Frustration des auteurs
Les théâtres de l’Etat et leurs différentes troupes, au Caire comme à Alexandrie, ne produisent pas régulièrement des pièces écrites par le même dramaturge; il y a toujours un décalage de trois à cinq ans entre une pièce et une autre. « Ceci engendre une véritable frustration chez les auteurs. Il n’y a pas de cumulation pour permettre aux critiques et au public d’évaluer leurs expériences. Dans les années 1960, l’Etat soutenait le théâtre et les dramaturges. La production des spectacles était beaucoup plus importante. Et ce, même si les dramaturges de l’époque traduisaient les idées qui avaient le vent en poupe ou celles adoptées par l’Etat. Ils ont réussi quand même à créer des tendances.

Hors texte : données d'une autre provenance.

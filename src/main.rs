//! twitter-media-dl - CLI entry point.

use std::path::Path;
use std::process::ExitCode;

use clap::Parser;
use tracing_subscriber::{fmt, EnvFilter};

use twitter_media_dl::{
    api::{TwitterApi, UserRef},
    cli::Args,
    config::{validate_config, Config, SourceKind},
    download::{Downloader, GlobalState, Pipeline, PipelineOptions, RunSummary},
    error::{exit_codes, Error, Result},
    output::{
        print_banner, print_config_summary, print_error, print_global_stats, print_info,
        print_source_stats, print_success, print_warning,
    },
    source::{LikesSource, PostSource, TimelineSource},
};

#[tokio::main]
async fn main() -> ExitCode {
    let outcome = tokio::select! {
        outcome = run() => outcome,
        _ = tokio::signal::ctrl_c() => {
            print_warning("Interrupted");
            return ExitCode::from(exit_codes::ABORT as u8);
        }
    };

    match outcome {
        Ok(global) if global.sources_failed > 0 => {
            ExitCode::from(exit_codes::SOME_SOURCES_FAILED as u8)
        }
        Ok(_) => ExitCode::from(exit_codes::SUCCESS as u8),
        Err(e) => {
            print_error(&format!("{}", e));
            let code = match &e {
                _ if e.is_config() => exit_codes::CONFIG_ERROR,
                Error::Authentication(_) | Error::Api(_) | Error::RateLimited(_) => {
                    exit_codes::API_ERROR
                }
                Error::Download(_) | Error::RetriesExhausted { .. } => exit_codes::DOWNLOAD_ERROR,
                _ => exit_codes::UNEXPECTED_ERROR,
            };
            ExitCode::from(code as u8)
        }
    }
}

async fn run() -> Result<GlobalState> {
    // Parse CLI arguments
    let args = Args::parse();

    // Set up logging
    let log_level = if args.debug { "debug" } else { "info" };
    let filter = EnvFilter::try_from_default_env().unwrap_or_else(|_| EnvFilter::new(log_level));

    fmt().with_env_filter(filter).with_target(false).init();

    print_banner();

    // Load configuration
    let mut config = match Config::locate(&args.config) {
        Some(path) => {
            tracing::debug!("Loading configuration from {}", path.display());
            Config::load(&path)?
        }
        None => {
            print_warning(&format!(
                "Configuration file not found: {}",
                args.config.display()
            ));
            print_info("Using default configuration with CLI arguments");
            Config::default()
        }
    };

    // Merge CLI arguments into config
    args.merge_into_config(&mut config);

    validate_config(&config)?;

    let base_dir = config.output_directory();
    print_config_summary(
        &config.account.user,
        &config.options.mode.to_string(),
        &config.options.copy_mode.to_string(),
        &base_dir.display().to_string(),
    );

    print_info("Connecting to the API...");
    let api = TwitterApi::connect(&config.credentials, config.request_timeout()).await?;
    let user = UserRef::parse(&config.account.user);

    let downloader = Downloader::new(api.http_client())
        .with_copy_mode(config.options.copy_mode)
        .with_chunk_size(config.options.chunk_size)
        .with_retry_delay(config.retry_delay());
    let options = PipelineOptions::from_config(&config);

    let mut global_state = GlobalState::default();
    let mut last_error = None;

    for &kind in config.options.mode.sources() {
        print_info(&format!("Processing {}", kind));

        let result = match kind {
            SourceKind::Likes => {
                let source = LikesSource::new(api.clone(), user.clone());
                run_source(source, &downloader, &base_dir, &options).await
            }
            SourceKind::Timeline => {
                let source = TimelineSource::new(api.clone(), user.clone());
                run_source(source, &downloader, &base_dir, &options).await
            }
        };

        match result {
            Ok(summary) => {
                print_source_stats(&summary);
                global_state.add_source_stats(&summary);
            }
            Err(e) => {
                print_error(&format!("Failed to process {}: {}", kind, e));
                global_state.mark_source_failed();
                last_error = Some(e);
            }
        }
    }

    print_global_stats(&global_state);

    if global_state.sources_processed == 0 {
        if let Some(e) = last_error {
            return Err(e);
        }
    }

    print_success("Done");
    Ok(global_state)
}

async fn run_source<S: PostSource>(
    source: S,
    downloader: &Downloader,
    base_dir: &Path,
    options: &PipelineOptions,
) -> Result<RunSummary> {
    Pipeline::new(source, downloader.clone(), base_dir, options.clone())
        .run()
        .await
}
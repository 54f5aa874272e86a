//! Statistics reporting.

use console::style;

use crate::download::{GlobalState, RunSummary};

/// Print statistics for a single source.
pub fn print_source_stats(summary: &RunSummary) {
    println!();
    println!(
        "{}",
        style(format!("Statistics for {}:", summary.source)).bold()
    );
    println!("  Posts:      {}", summary.posts_processed);
    println!("  Queued:     {}", summary.queued);
    println!("  Downloaded: {}", summary.downloaded);
    println!("  Skipped:    {} (duplicates)", summary.duplicates);
    if summary.failed > 0 {
        println!("  Failed:     {}", style(summary.failed).red());
    }
    if summary.malformed > 0 {
        println!("  Malformed:  {}", style(summary.malformed).yellow());
    }
    if let Some(path) = &summary.history_path {
        println!("  History:    {}", path.display());
    }
}

/// Print global statistics across all sources.
pub fn print_global_stats(state: &GlobalState) {
    println!();
    println!("{}", style("═".repeat(50)).dim());
    println!("{}", style("Global Statistics:").bold());
    println!("  Sources processed: {}", state.sources_processed);
    if state.sources_failed > 0 {
        println!("  Sources failed:    {}", style(state.sources_failed).red());
    }
    print_summary(state.queued, state.downloaded, state.duplicates);
    println!("{}", style("═".repeat(50)).dim());
}

/// Print a summary line for quick viewing.
pub fn print_summary(queued: u64, downloaded: u64, duplicates: u64) {
    println!(
        "{} items queued, {} items downloaded ({} skipped)",
        style(queued).cyan(),
        style(downloaded).green(),
        style(duplicates).yellow()
    );
}
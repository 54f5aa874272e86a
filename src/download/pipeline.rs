//! Producer/consumer pipeline for one source.
//!
//! The producer walks the source page by page, extracts media records and
//! pushes the ones not already in history onto a bounded [`work_queue`]. The
//! consumer pops records and downloads them. Both halves run concurrently on
//! the calling task, so a full queue suspends the producer and an empty one
//! suspends the consumer.

use std::path::{Path, PathBuf};

use crate::config::Config;
use crate::download::media::Downloader;
use crate::download::queue::{work_queue, QueueItem, QueueReceiver, QueueSender};
use crate::download::state::{DownloadState, RunSummary};
use crate::error::Result;
use crate::fs::source_root;
use crate::history::{HistoryStore, SharedHistory};
use crate::media::extract_records;
use crate::output::ProgressLine;
use crate::source::PostSource;

/// Tunables for a pipeline run.
#[derive(Debug, Clone)]
pub struct PipelineOptions {
    pub queue_size: usize,
    pub page_size: u32,
    pub max_posts: u64,
    pub max_depth: usize,
    pub show_progress: bool,
}

impl PipelineOptions {
    pub fn from_config(config: &Config) -> Self {
        let options = &config.options;
        Self {
            queue_size: options.queue_size,
            page_size: options.page_size,
            max_posts: options.max_posts,
            max_depth: options.max_depth,
            show_progress: options.show_progress,
        }
    }
}

impl Default for PipelineOptions {
    fn default() -> Self {
        Self::from_config(&Config::default())
    }
}

/// Downloads every new media item of one source.
pub struct Pipeline<S> {
    source: S,
    downloader: Downloader,
    history: HistoryStore,
    root: PathBuf,
    options: PipelineOptions,
}

impl<S: PostSource> Pipeline<S> {
    /// History files live in `base_dir`; media goes under `base_dir/{source}`.
    pub fn new(source: S, downloader: Downloader, base_dir: &Path, options: PipelineOptions) -> Self {
        let kind = source.kind();
        Self {
            history: HistoryStore::new(base_dir, kind),
            root: source_root(base_dir, kind),
            source,
            downloader,
            options,
        }
    }

    /// Run to completion and persist the updated history.
    ///
    /// History is saved even when fetching fails part way; the fetch error is
    /// returned afterwards.
    pub async fn run(self) -> Result<RunSummary> {
        let kind = self.source.kind();
        let history = SharedHistory::new(self.history.load()?);
        tracing::info!("Crawling {} with {} known URLs", kind, history.len().await);

        let (sender, receiver) = work_queue(self.options.queue_size);
        let state = DownloadState::default();
        let progress = ProgressLine::new(kind, self.options.show_progress);

        let producer = Producer {
            source: &self.source,
            sender,
            history: history.clone(),
            state: &state,
            progress: progress.clone(),
            options: &self.options,
        };
        let consumer = Consumer {
            downloader: &self.downloader,
            root: &self.root,
            receiver,
            history: history.clone(),
            state: &state,
            progress: progress.clone(),
        };

        let (produced, ()) = tokio::join!(producer.run(), consumer.run());
        progress.finish();

        let saved = self.history.save(&history.snapshot().await);
        if let Err(e) = produced {
            if let Err(save_err) = saved {
                tracing::error!("Could not save {} history: {}", kind, save_err);
            }
            return Err(e);
        }

        let mut summary = state.summary(kind);
        summary.history_path = Some(saved?);
        Ok(summary)
    }
}

struct Producer<'a, S> {
    source: &'a S,
    sender: QueueSender,
    history: SharedHistory,
    state: &'a DownloadState,
    progress: ProgressLine,
    options: &'a PipelineOptions,
}

impl<S: PostSource> Producer<'_, S> {
    async fn run(self) -> Result<()> {
        let result = self.produce().await;

        // The consumer must always see the end marker.
        if self.sender.finish().await.is_err() {
            tracing::debug!("Consumer stopped before end of stream");
        }
        result
    }

    async fn produce(&self) -> Result<()> {
        let kind = self.source.kind();
        let mut cursor = None;

        loop {
            let page = self.source.fetch_page(cursor, self.options.page_size).await?;
            if page.is_empty() {
                tracing::debug!("No more {} posts", kind);
                break;
            }

            for record in extract_records(&page.posts, self.options.max_depth) {
                let record = match record {
                    Ok(record) => record,
                    Err(e) => {
                        tracing::error!("{}", e);
                        self.state.increment_malformed();
                        continue;
                    }
                };

                if self.history.contains(&record.source_url).await {
                    tracing::trace!("Skipping known {}", record.source_url);
                    self.state.increment_duplicate();
                    continue;
                }

                self.sender.push(record).await?;
                self.state.increment_queued();
                self.progress
                    .update(self.sender.len(), self.state.downloaded());
            }

            let processed = self.state.add_posts(page.posts.len() as u64);
            if processed >= self.options.max_posts {
                tracing::info!("Processed {} {} posts, stopping", processed, kind);
                break;
            }

            match page.next_cursor {
                Some(next) => cursor = Some(next),
                None => break,
            }
        }

        Ok(())
    }
}

struct Consumer<'a> {
    downloader: &'a Downloader,
    root: &'a Path,
    receiver: QueueReceiver,
    history: SharedHistory,
    state: &'a DownloadState,
    progress: ProgressLine,
}

impl Consumer<'_> {
    async fn run(mut self) {
        while let QueueItem::Media(record) = self.receiver.next().await {
            let filename = record.filename();

            match self
                .downloader
                .download_file(&filename, &record, self.root)
                .await
            {
                Ok(dest) => {
                    tracing::debug!("Downloaded {}", dest.author_path.display());
                    self.history.insert(record.source_url).await;
                    self.state.increment_downloaded();
                }
                Err(e) => {
                    tracing::debug!("Dropping {}: {}", record.source_url, e);
                    self.state.increment_failed();
                }
            }

            self.progress
                .update(self.receiver.len(), self.state.downloaded());
        }
    }
}
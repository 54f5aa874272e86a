//! Media record representation.

use chrono::{DateTime, FixedOffset};
use std::fmt;
use std::str::FromStr;

use crate::fs::naming::url_basename;

/// Kind of attached media.
#[derive(Debug, Clone, Copy, PartialEq, Eq, Hash)]
pub enum MediaType {
    Photo,
    Video,
    /// Looping silent video the platform labels `animated_gif`.
    AnimatedGif,
}

impl MediaType {
    /// Filename prefix for this media type.
    pub fn prefix(&self) -> &'static str {
        match self {
            MediaType::Photo => "img",
            MediaType::Video => "video",
            MediaType::AnimatedGif => "gif",
        }
    }
}

impl FromStr for MediaType {
    type Err = String;

    fn from_str(s: &str) -> Result<Self, Self::Err> {
        match s {
            "photo" => Ok(MediaType::Photo),
            "video" => Ok(MediaType::Video),
            "animated_gif" => Ok(MediaType::AnimatedGif),
            other => Err(format!("unknown media type '{}'", other)),
        }
    }
}

impl fmt::Display for MediaType {
    fn fmt(&self, f: &mut fmt::Formatter<'_>) -> fmt::Result {
        match self {
            MediaType::Photo => write!(f, "photo"),
            MediaType::Video => write!(f, "video"),
            MediaType::AnimatedGif => write!(f, "animated_gif"),
        }
    }
}

/// One piece of media found on one post.
#[derive(Debug, Clone, PartialEq, Eq)]
pub struct MediaRecord {
    /// Slugified handle of the post's author.
    pub author: String,

    /// When the post was created, in the offset the API reported.
    pub posted_at: DateTime<FixedOffset>,

    /// ID of the post the media is attached to.
    pub post_id: u64,

    pub media_type: MediaType,

    /// 0-based position among the post's media.
    pub index_in_post: usize,

    /// Highest-quality URL to fetch. Also the deduplication key.
    pub source_url: String,
}

impl MediaRecord {
    /// Deterministic filename for this record.
    ///
    /// - photo: `img{date}_{author}_{index}_{post_id}_{basename}`
    /// - video: `video{date}_{author}_{post_id}.mp4`
    /// - animated gif: `gif{date}_{author}_{post_id}.mp4`
    pub fn filename(&self) -> String {
        let date = self.format_timestamp();
        let prefix = self.media_type.prefix();

        match self.media_type {
            MediaType::Photo => format!(
                "{}{}_{}_{}_{}_{}",
                prefix,
                date,
                self.author,
                self.index_in_post,
                self.post_id,
                url_basename(&self.source_url)
            ),
            MediaType::Video | MediaType::AnimatedGif => {
                format!("{}{}_{}_{}.mp4", prefix, date, self.author, self.post_id)
            }
        }
    }

    /// `YYYY-MM-DD-HHMMSS` in the post's own offset.
    fn format_timestamp(&self) -> String {
        self.posted_at.format("%Y-%m-%d-%H%M%S").to_string()
    }
}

Par exemple, Alfred Farag puisait dans le patrimoine arabe et dans les Mille et une nuits. Durant le festival, est prévue une table ronde regroupant plus de 20 dramaturges égyptiens, dont Racha Abdel-Moneim, Mahmoud Gamal, Saïd Haggag, Metwali Hamed et Mahmoud Abou-Douma », précise le président du festival.
Concours d’écriture
En fait, les compétitions consacrées à l’écriture théâtrale, organisées par des associations indépendantes ou des organismes du ministère de la Culture, prouvent qu’il y a plusieurs jeunes talentueux, qui peuvent enrichir ce domaine. Cependant, leurs oeuvres sont rarement données sur les planches. « Ghannam Ghannam, membre de l’Institut du Théâtre Arabe (ITA), m’a déclaré que l’an dernier, il y avait dans la compétition d’écriture théâtrale 360 textes présentés par des Egyptiens. Certes, parmi ceux-ci on peut trouver au moins 10 bons dramaturges.
En outre, la compétition organisée tous les ans par la Fondation Sawiris fait émerger de nouveaux talents. Les palais de la culture des différents gouvernorats injectent aussi un sang nouveau. Il est difficile de faire un inventaire regroupant tous les noms actuellement sur scène, surtout que les dramaturges les plus talentueux ne font pas souvent partie des grandes productions des théâtres de l’Etat. Les metteurs en scène et les responsables se contentent de connaître quelques noms et de collaborer avec eux régulièrement », juge Ibrahim Al-Husseini, dramaturge, qui a remporté l’an dernier au même festival le prix du meilleur texte égyptien pour son oeuvre Zel Al-Hikayate (ombre des histoires).
Al-Husseini a présenté en tout quatre spectacles, à travers les planches de l’Etat, tout au long de ses 23 ans de carrière. Ses textes parus dans diverses publications sont montés plutôt par des jeunes, en province, dans les palais de la culture. Plusieurs questions seront donc remises sur le tapis à travers les débats du festival, regroupant tous les acteurs de la créativité théâtrale : metteurs en scène, auteurs, comédiens, entités de production... Et ce, au lieu de se contenter de se lancer la balle, sans assumer ses responsabilités.